My own collection of Mobley records is fairly substantial but some gaps were filled when Eddie and Janet Cook sent me new Mobley reissues to review for Jazz Journal International , including the rare Debut sessions now available on Jazz Door Records. Information gleaned from record sleeve notes and reviews, in particular those by John Litweiler, have all proved useful.
My sincere thanks to all concerned.
Derek Ansell
INTRODUCTION
Hank Mobley was unique. He was much admired by other musicians, many of whom rated him as one of the very greatest modern stylists, and a tenor saxophonist who sold more records than almost anybody else on the Blue Note label. Yet he still managed to attract a lot of flack, at best, from critics and jazz commentators who undervalued his solo strengths and contributions to modern jazz and, at worst, from those who regarded him as obscure and unimportant.
A jazz musician who recorded twenty-five LPs as a leader for one independent record label and more for other companies can hardly be called obscure. Add in numerous sideman appearances in the 1950s and 1960s far more than most musicians in his sphere, and a face that was well-known from liner photographs and even made the cover shot of The Blue Note Years: The Jazz Photography of Francis Wolff and you have a significant musician.

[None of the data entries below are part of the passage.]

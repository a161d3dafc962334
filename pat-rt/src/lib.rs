//! Orchestrates preprocessor → lexer → parser → validator → evaluator and
//! registers the default `std::*` pragmas and builtin functions. This is
//! the one crate an embedder talks to.

pub mod error;

mod builtins;

use std::path::Path;
use std::sync::atomic::{AtomicBool, Ordering};
use std::sync::Arc;

use ahash::AHashMap;
use pat_diagnostics::Location;
use pat_eval::{Error as EvalError, Evaluator, FunctionBody, FunctionRecord, Limits};
use pat_parser::Node;
use pat_preprocess::Preprocessor;
use pat_sections::InMemorySection;
use pat_source::{FileResolver, Resolver};
use pat_tree::{Endian, Literal, Pattern};

pub use error::RuntimeError;

/// Config a `#pragma` directive can change, applied before the evaluator
/// for a run is built.
#[derive(Debug, Clone)]
pub struct RuntimeConfig {
    pub recursion_limit: u32,
    pub limits: Limits,
    pub default_endian: Endian,
    pub debug: bool,
}

impl Default for RuntimeConfig {
    fn default() -> Self {
        Self {
            recursion_limit: pat_validate::DEFAULT_RECURSION_LIMIT,
            limits: Limits::default(),
            default_endian: Endian::Little,
            debug: false,
        }
    }
}

type PragmaHandler = Box<dyn Fn(&mut RuntimeConfig, &str) -> bool + Send + Sync>;

fn default_pragma_handlers() -> AHashMap<String, PragmaHandler> {
    let mut handlers: AHashMap<String, PragmaHandler> = AHashMap::new();

    // The preprocessor already performs the include-guard dedup; the
    // runtime only needs to acknowledge the directive.
    handlers.insert("once".into(), Box::new(|_cfg, _value| true));

    handlers.insert(
        "endian".into(),
        Box::new(|cfg, value| {
            cfg.default_endian = match value.trim() {
                "big" => Endian::Big,
                "little" => Endian::Little,
                "native" => Endian::Native,
                _ => return false,
            };
            true
        }),
    );

    handlers.insert(
        "eval_depth".into(),
        Box::new(|cfg, value| match value.trim().parse::<u32>() {
            Ok(n) => {
                cfg.recursion_limit = n;
                cfg.limits.evaluation_depth = n;
                true
            }
            Err(_) => false,
        }),
    );

    handlers.insert(
        "array_limit".into(),
        Box::new(|cfg, value| match value.trim().parse::<u32>() {
            Ok(n) => {
                cfg.limits.array_limit = n;
                true
            }
            Err(_) => false,
        }),
    );

    handlers.insert(
        "pattern_limit".into(),
        Box::new(|cfg, value| match value.trim().parse::<u32>() {
            Ok(n) => {
                cfg.limits.pattern_limit = n;
                true
            }
            Err(_) => false,
        }),
    );

    handlers.insert(
        "loop_limit".into(),
        Box::new(|cfg, value| match value.trim().parse::<u32>() {
            Ok(n) => {
                cfg.limits.loop_limit = n;
                true
            }
            Err(_) => false,
        }),
    );

    handlers.insert(
        "debug".into(),
        Box::new(|cfg, _value| {
            cfg.debug = true;
            true
        }),
    );

    handlers
}

struct ExtraFunction {
    min: usize,
    max: usize,
    dangerous: bool,
    callback: builtins::BuiltinFn,
}

/// The runtime facade: owns the shared resolver and configuration across
/// runs, and rebuilds a fresh [`Evaluator`] for each `execute_*` call.
pub struct Runtime {
    resolver: Resolver,
    config: RuntimeConfig,
    pragma_handlers: AHashMap<String, PragmaHandler>,
    extra_functions: AHashMap<String, ExtraFunction>,
    dangerous_handler: Option<Arc<dyn Fn(&str) -> bool + Send + Sync>>,
    defines: Vec<(String, String)>,
    data: Vec<u8>,
    aborted: Arc<AtomicBool>,
    running: bool,
    ast: Vec<Node>,
    types: AHashMap<String, Node>,
    patterns: Vec<Pattern>,
    console_log: Vec<(log::Level, String)>,
    out_vars: AHashMap<String, Literal>,
    error: Option<RuntimeError>,
    created_pattern_count: u32,
}

impl Default for Runtime {
    fn default() -> Self {
        Self::new()
    }
}

impl Runtime {
    pub fn new() -> Self {
        let mut resolver = Resolver::new();
        resolver.set_default(Box::new(FileResolver::new(Vec::new())));
        Self {
            resolver,
            config: RuntimeConfig::default(),
            pragma_handlers: default_pragma_handlers(),
            extra_functions: AHashMap::new(),
            dangerous_handler: None,
            defines: Vec::new(),
            data: Vec::new(),
            aborted: Arc::new(AtomicBool::new(false)),
            running: false,
            ast: Vec::new(),
            types: AHashMap::new(),
            patterns: Vec::new(),
            console_log: Vec::new(),
            out_vars: AHashMap::new(),
            error: None,
            created_pattern_count: 0,
        }
    }

    // --- embedding API -------------------------------------------------------

    pub fn set_data_source(&mut self, data: Vec<u8>) {
        self.data = data;
    }

    pub fn set_include_paths(&mut self, paths: Vec<std::path::PathBuf>) {
        self.resolver.set_default(Box::new(FileResolver::new(paths)));
    }

    pub fn add_define(&mut self, name: &str, value: &str) {
        // Stored and replayed into a fresh `Preprocessor` per run, since
        // `Preprocessor` borrows the resolver for its own lifetime.
        self.defines.push((name.to_string(), value.to_string()));
    }

    pub fn add_pragma(&mut self, name: impl Into<String>, handler: impl Fn(&mut RuntimeConfig, &str) -> bool + Send + Sync + 'static) {
        self.pragma_handlers.insert(name.into(), Box::new(handler));
    }

    pub fn add_function(
        &mut self,
        name: impl Into<String>,
        min_params: usize,
        max_params: usize,
        callback: impl Fn(&mut Evaluator, &[Literal]) -> Result<Literal, EvalError> + Send + Sync + 'static,
    ) {
        self.extra_functions.insert(
            name.into(),
            ExtraFunction { min: min_params, max: max_params, dangerous: false, callback: Arc::new(callback) },
        );
    }

    pub fn add_dangerous_function(
        &mut self,
        name: impl Into<String>,
        min_params: usize,
        max_params: usize,
        callback: impl Fn(&mut Evaluator, &[Literal]) -> Result<Literal, EvalError> + Send + Sync + 'static,
    ) {
        self.extra_functions.insert(
            name.into(),
            ExtraFunction { min: min_params, max: max_params, dangerous: true, callback: Arc::new(callback) },
        );
    }

    pub fn set_dangerous_function_handler(&mut self, handler: impl Fn(&str) -> bool + Send + Sync + 'static) {
        self.dangerous_handler = Some(Arc::new(handler));
    }

    // --- façade surface --------------------------------------------------------

    pub fn parse(&mut self, name: &str, code: &str) -> bool {
        self.running = true;
        let source = self.resolver.add_virtual(code, name);
        let result = self.compile(source);
        self.running = false;
        self.finish(result.map(|_| ()))
    }

    pub fn execute_string(&mut self, code: &str, env: AHashMap<String, Literal>, in_vars: AHashMap<String, Literal>) -> bool {
        self.running = true;
        let source = self.resolver.add_virtual(code, "<string>");
        let result = self.compile(source).and_then(|output| self.evaluate(output, env, in_vars));
        self.running = false;
        self.finish(result)
    }

    pub fn execute_file(&mut self, path: &Path, env: AHashMap<String, Literal>, in_vars: AHashMap<String, Literal>) -> bool {
        self.running = true;
        let result = std::fs::read_to_string(path)
            .map_err(|e| {
                RuntimeError(
                    pat_preprocess::Error::IncludeNotFound {
                        path: path.display().to_string(),
                        location: Location::empty(),
                        reason: e.to_string(),
                    }
                    .into_diagnostic(),
                )
            })
            .and_then(|code| {
                let source = self.resolver.add_virtual(code, path.display().to_string());
                self.compile(source)
            })
            .and_then(|output| self.evaluate(output, env, in_vars));
        self.running = false;
        self.finish(result)
    }

    /// Wraps `code` as an anonymous zero-argument function body, compiles
    /// it standalone, and calls it immediately.
    pub fn execute_function(&mut self, code: &str) -> (bool, Option<Literal>) {
        self.running = true;
        let wrapped = format!("fn __pat_rt_anon__() {{ {code} }}");
        let result = (|| {
            let source = self.resolver.add_virtual(wrapped, "<function>");
            let output = self.compile(source)?;
            let mut eval = self.build_evaluator(output.types.clone(), AHashMap::new(), AHashMap::new());
            let value = eval
                .run_function(&output.statements, "__pat_rt_anon__", Vec::new())
                .map_err(|e| RuntimeError(e.into_diagnostic()))?;
            self.collect_from(&eval);
            Ok(value)
        })();
        self.running = false;
        match result {
            Ok(value) => {
                self.error = None;
                (true, Some(value))
            }
            Err(err) => {
                self.error = Some(err);
                self.patterns.clear();
                (false, None)
            }
        }
    }

    pub fn reset(&mut self) {
        self.ast.clear();
        self.types.clear();
        self.patterns.clear();
        self.console_log.clear();
        self.out_vars.clear();
        self.error = None;
        self.created_pattern_count = 0;
        self.aborted.store(false, Ordering::SeqCst);
    }

    pub fn abort(&self) {
        self.aborted.store(true, Ordering::SeqCst);
    }

    pub fn is_running(&self) -> bool {
        self.running
    }

    pub fn console_log(&self) -> &[(log::Level, String)] {
        &self.console_log
    }

    pub fn error(&self) -> Option<&RuntimeError> {
        self.error.as_ref()
    }

    pub fn patterns(&self) -> &[Pattern] {
        &self.patterns
    }

    pub fn out_variables(&self) -> &AHashMap<String, Literal> {
        &self.out_vars
    }

    pub fn current_ast(&self) -> &[Node] {
        &self.ast
    }

    pub fn created_pattern_count(&self) -> u32 {
        self.created_pattern_count
    }

    pub fn maximum_pattern_count(&self) -> u32 {
        self.config.limits.pattern_limit
    }

    // --- pipeline ------------------------------------------------------------

    fn compile(&mut self, source: Arc<pat_source::Source>) -> Result<pat_parser::ParseOutput, RuntimeError> {
        let mut preprocessor = Preprocessor::new(&mut self.resolver);
        for (name, value) in &self.defines {
            preprocessor.add_define(name, value);
        }
        let preprocessed = preprocessor.run(source).map_err(|mut diags| RuntimeError(diags.remove(0)))?;

        let mut config = self.config.clone();
        for pragma in &preprocessed.pragmas {
            let handled = match self.pragma_handlers.get(pragma.key.as_str()) {
                Some(handler) => handler(&mut config, &pragma.value),
                None => false,
            };
            if !handled {
                return Err(RuntimeError(
                    pat_preprocess::Error::PragmaFailed {
                        key: pragma.key.clone(),
                        value: pragma.value.clone(),
                        location: pragma.location,
                    }
                    .into_diagnostic(),
                ));
            }
        }
        self.config = config;

        let parsed = pat_parser::parse(preprocessed.tokens).map_err(|mut diags| RuntimeError(diags.remove(0)))?;
        let validated =
            pat_validate::validate(parsed, self.config.recursion_limit).map_err(|mut diags| RuntimeError(diags.remove(0)))?;
        self.ast = validated.statements.clone();
        self.types = validated.types.clone();
        Ok(validated)
    }

    fn evaluate(
        &mut self,
        output: pat_parser::ParseOutput,
        env: AHashMap<String, Literal>,
        in_vars: AHashMap<String, Literal>,
    ) -> Result<(), RuntimeError> {
        let mut eval = self.build_evaluator(output.types, env, in_vars);
        eval.run(&output.statements).map_err(|e| RuntimeError(e.into_diagnostic()))?;
        self.collect_from(&eval);
        Ok(())
    }

    fn build_evaluator(&mut self, types: AHashMap<String, Node>, env: AHashMap<String, Literal>, in_vars: AHashMap<String, Literal>) -> Evaluator {
        let main = Box::new(InMemorySection::with_data(self.data.clone(), self.data.len() as u64));
        let mut eval = Evaluator::new(main, types, self.config.limits).with_env(env).with_in_vars(in_vars);
        eval.set_default_endian(self.config.default_endian);
        eval = eval.with_abort_flag(self.aborted.clone());
        if let Some(handler) = self.dangerous_handler.clone() {
            eval.set_dangerous_handler(handler);
        }
        builtins::install_defaults(&mut eval);
        for (name, extra) in &self.extra_functions {
            eval.register_function(
                name.clone(),
                FunctionRecord {
                    min_params: extra.min,
                    max_params: extra.max,
                    defaults: Vec::new(),
                    dangerous: extra.dangerous,
                    body: FunctionBody::Builtin(extra.callback.clone()),
                },
            );
        }
        eval
    }

    fn collect_from(&mut self, eval: &Evaluator) {
        self.patterns = eval.patterns().to_vec();
        self.console_log = eval.console_log().to_vec();
        self.out_vars = eval.out_vars().clone();
        self.created_pattern_count = self.patterns.len() as u32;
    }

    /// Finishes a run: on error, discards any partial patterns created
    /// before the failure but keeps the console log they produced along
    /// the way.
    fn finish(&mut self, result: Result<(), RuntimeError>) -> bool {
        match result {
            Ok(()) => {
                self.error = None;
                true
            }
            Err(err) => {
                self.patterns.clear();
                self.error = Some(err);
                false
            }
        }
    }
}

And yet Hank Mobley was consistently underrated, unfavourably compared with some of his more flamboyant contemporaries of the day and never really given his due as a consistently inventive and often innovative tenor sax soloist and a composer of considerable skill and imagination.
Should you wish to know more about the major jazz musicians who made their names in the 1950s and 1960s, you will find plenty of books about John Coltrane, Sonny Rollins and other key figures of the bop and hard bop movements of that time, but until now there has not been one about Hank Mobley. Why? The general consensus seems to be that Coltrane, Rollins and even lesser talents such as Johnny Griffin, possessing hard, edgy tones in the fashion of the day, all tended to overshadow Mobleys quieter approach.